### THE PROBLEM
Go through the data and retrieve each line that includes the string "super".

### RECORDS FOR THIS TASK
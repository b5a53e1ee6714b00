//! Concrete distance kernels.
//!
//! `f32` and the bit-packed `b1x8` kind get direct kernels that read
//! straight off the raw pointers; every other scalar kind goes through
//! a decode-to-`f32` fallback built on [`crate::scalar::decode`]. Only
//! the three "numeric" metrics (inner product, cosine, squared L2) are
//! wired up for the narrower scalar kinds — `Haversine`, `Divergence`,
//! and `Pearson` are geography/statistics-flavored metrics that this
//! crate only supports at full `f32` precision. Every other pairing
//! simply has no registered kernel, which is the intended way
//! `Metric::new` reports `Misconfiguration`.

use super::{BatchDistanceFn, DistanceFn, MetricKind, ScalarKind};
use crate::scalar;

pub(super) fn select(kind: MetricKind, scalar: ScalarKind) -> Option<DistanceFn> {
    use MetricKind::{
        Cosine, Divergence, Hamming, Haversine, InnerProduct, Jaccard, Pearson, Sorensen,
        SquaredL2, Tanimoto,
    };
    use ScalarKind::{B1X8, BF16, F16, F32, F64, I8};

    Some(match (kind, scalar) {
        (InnerProduct, F32) => inner_product_f32,
        (Cosine, F32) => cosine_f32,
        (SquaredL2, F32) => squared_l2_f32,
        (Haversine, F32) => haversine_f32,
        (Divergence, F32) => divergence_f32,
        (Pearson, F32) => pearson_f32,

        (InnerProduct, F64) => inner_product_f64,
        (Cosine, F64) => cosine_f64,
        (SquaredL2, F64) => squared_l2_f64,

        (InnerProduct, F16) => inner_product_f16,
        (Cosine, F16) => cosine_f16,
        (SquaredL2, F16) => squared_l2_f16,

        (InnerProduct, BF16) => inner_product_bf16,
        (Cosine, BF16) => cosine_bf16,
        (SquaredL2, BF16) => squared_l2_bf16,

        (InnerProduct, I8) => inner_product_i8,
        (Cosine, I8) => cosine_i8,
        (SquaredL2, I8) => squared_l2_i8,

        (Hamming, B1X8) => hamming_b1x8,
        (Tanimoto, B1X8) => tanimoto_b1x8,
        (Sorensen, B1X8) => sorensen_b1x8,
        (Jaccard, B1X8) => jaccard_b1x8,

        _ => return None,
    })
}

pub(super) fn select_batch(_kind: MetricKind, _scalar: ScalarKind) -> Option<BatchDistanceFn> {
    // No specialized batch kernels yet; `Metric::batch_distance` falls
    // back to looping the scalar kernel, which is correct in all cases.
    None
}

#[inline]
unsafe fn load_f32(ptr: *const u8, i: usize) -> f32 {
    std::ptr::read_unaligned(ptr.add(i * 4).cast::<f32>())
}

fn inner_product_f32(a: *const u8, b: *const u8, dim: usize) -> f32 {
    let mut acc = 0.0_f32;
    for i in 0..dim {
        unsafe { acc += load_f32(a, i) * load_f32(b, i) };
    }
    -acc
}

fn squared_l2_f32(a: *const u8, b: *const u8, dim: usize) -> f32 {
    let mut acc = 0.0_f32;
    for i in 0..dim {
        unsafe {
            let d = load_f32(a, i) - load_f32(b, i);
            acc += d * d;
        }
    }
    acc
}

fn cosine_f32(a: *const u8, b: *const u8, dim: usize) -> f32 {
    let (mut dot, mut na, mut nb) = (0.0_f32, 0.0_f32, 0.0_f32);
    for i in 0..dim {
        unsafe {
            let (x, y) = (load_f32(a, i), load_f32(b, i));
            dot += x * y;
            na += x * x;
            nb += y * y;
        }
    }
    cosine_from_parts(dot, na, nb)
}

fn cosine_from_parts(dot: f32, na: f32, nb: f32) -> f32 {
    if na <= f32::EPSILON || nb <= f32::EPSILON {
        return 1.0;
    }
    (1.0 - dot / (na.sqrt() * nb.sqrt())).clamp(0.0, 2.0)
}

fn haversine_f32(a: *const u8, b: *const u8, _dim: usize) -> f32 {
    // a/b are (lat, lon) pairs in degrees; returns distance in radians
    // on the unit sphere, leaving scaling by the actual earth radius to
    // the caller.
    unsafe {
        let (lat1, lon1) = (load_f32(a, 0).to_radians(), load_f32(a, 1).to_radians());
        let (lat2, lon2) = (load_f32(b, 0).to_radians(), load_f32(b, 1).to_radians());
        let dlat = lat2 - lat1;
        let dlon = lon2 - lon1;
        let h = (dlat / 2.0).sin().powi(2)
            + lat1.cos() * lat2.cos() * (dlon / 2.0).sin().powi(2);
        2.0 * h.sqrt().asin()
    }
}

fn divergence_f32(a: *const u8, b: *const u8, dim: usize) -> f32 {
    let mut acc = 0.0_f32;
    for i in 0..dim {
        unsafe {
            let (x, y) = (load_f32(a, i).max(1e-12), load_f32(b, i).max(1e-12));
            acc += x * (x / y).ln();
        }
    }
    acc
}

fn pearson_f32(a: *const u8, b: *const u8, dim: usize) -> f32 {
    let n = dim as f32;
    let (mut sa, mut sb) = (0.0_f32, 0.0_f32);
    for i in 0..dim {
        unsafe {
            sa += load_f32(a, i);
            sb += load_f32(b, i);
        }
    }
    let (ma, mb) = (sa / n, sb / n);
    let (mut cov, mut va, mut vb) = (0.0_f32, 0.0_f32, 0.0_f32);
    for i in 0..dim {
        unsafe {
            let (x, y) = (load_f32(a, i) - ma, load_f32(b, i) - mb);
            cov += x * y;
            va += x * x;
            vb += y * y;
        }
    }
    if va <= f32::EPSILON || vb <= f32::EPSILON {
        return 1.0;
    }
    (1.0 - cov / (va.sqrt() * vb.sqrt())).clamp(0.0, 2.0)
}

/// Generates a decode-then-compute kernel for `$scalar_kind` built on
/// a `Vec<f32>`-based numeric core.
macro_rules! decoded_kernel {
    ($name:ident, $scalar_kind:expr, $core:expr) => {
        fn $name(a: *const u8, b: *const u8, dim: usize) -> f32 {
            let byte_len = $scalar_kind.bytes_per_vector(dim);
            // SAFETY: caller guarantees `a`/`b` point at `byte_len`
            // valid, initialized bytes of the configured scalar kind.
            let (a_bytes, b_bytes) = unsafe {
                (
                    std::slice::from_raw_parts(a, byte_len),
                    std::slice::from_raw_parts(b, byte_len),
                )
            };
            let av = scalar::decode($scalar_kind, dim, a_bytes);
            let bv = scalar::decode($scalar_kind, dim, b_bytes);
            $core(&av, &bv)
        }
    };
}

fn inner_product_core(a: &[f32], b: &[f32]) -> f32 {
    -a.iter().zip(b).map(|(x, y)| x * y).sum::<f32>()
}

fn squared_l2_core(a: &[f32], b: &[f32]) -> f32 {
    a.iter().zip(b).map(|(x, y)| (x - y) * (x - y)).sum()
}

fn cosine_core(a: &[f32], b: &[f32]) -> f32 {
    let dot: f32 = a.iter().zip(b).map(|(x, y)| x * y).sum();
    let na: f32 = a.iter().map(|x| x * x).sum();
    let nb: f32 = b.iter().map(|y| y * y).sum();
    cosine_from_parts(dot, na, nb)
}

decoded_kernel!(inner_product_f64, ScalarKind::F64, inner_product_core);
decoded_kernel!(squared_l2_f64, ScalarKind::F64, squared_l2_core);
decoded_kernel!(cosine_f64, ScalarKind::F64, cosine_core);

decoded_kernel!(inner_product_f16, ScalarKind::F16, inner_product_core);
decoded_kernel!(squared_l2_f16, ScalarKind::F16, squared_l2_core);
decoded_kernel!(cosine_f16, ScalarKind::F16, cosine_core);

decoded_kernel!(inner_product_bf16, ScalarKind::BF16, inner_product_core);
decoded_kernel!(squared_l2_bf16, ScalarKind::BF16, squared_l2_core);
decoded_kernel!(cosine_bf16, ScalarKind::BF16, cosine_core);

decoded_kernel!(inner_product_i8, ScalarKind::I8, inner_product_core);
decoded_kernel!(squared_l2_i8, ScalarKind::I8, squared_l2_core);
decoded_kernel!(cosine_i8, ScalarKind::I8, cosine_core);

fn popcount_u8(b: u8) -> u32 {
    b.count_ones()
}

fn hamming_b1x8(a: *const u8, b: *const u8, dim: usize) -> f32 {
    let bytes = dim.div_ceil(8);
    let mut acc = 0_u32;
    for i in 0..bytes {
        unsafe {
            let (x, y) = (*a.add(i), *b.add(i));
            acc += popcount_u8(x ^ y);
        }
    }
    acc as f32
}

fn tanimoto_b1x8(a: *const u8, b: *const u8, dim: usize) -> f32 {
    let bytes = dim.div_ceil(8);
    let (mut inter, mut union) = (0_u32, 0_u32);
    for i in 0..bytes {
        unsafe {
            let (x, y) = (*a.add(i), *b.add(i));
            inter += popcount_u8(x & y);
            union += popcount_u8(x | y);
        }
    }
    if union == 0 {
        return 0.0;
    }
    1.0 - (inter as f32 / union as f32)
}

fn sorensen_b1x8(a: *const u8, b: *const u8, dim: usize) -> f32 {
    let bytes = dim.div_ceil(8);
    let (mut inter, mut count_a, mut count_b) = (0_u32, 0_u32, 0_u32);
    for i in 0..bytes {
        unsafe {
            let (x, y) = (*a.add(i), *b.add(i));
            inter += popcount_u8(x & y);
            count_a += popcount_u8(x);
            count_b += popcount_u8(y);
        }
    }
    let denom = count_a + count_b;
    if denom == 0 {
        return 0.0;
    }
    1.0 - (2.0 * inter as f32 / denom as f32)
}

fn jaccard_b1x8(a: *const u8, b: *const u8, dim: usize) -> f32 {
    tanimoto_b1x8(a, b, dim)
}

### SOLUTION TO THIS EXERCISE
use super::{BatchDistanceFn, DistanceFn, MetricKind, ScalarKind};
pub(super) fn select(kind: MetricKind, scalar: ScalarKind) -> Option<DistanceFn> {
pub(super) fn select_batch(_kind: MetricKind, _scalar: ScalarKind) -> Option<BatchDistanceFn> {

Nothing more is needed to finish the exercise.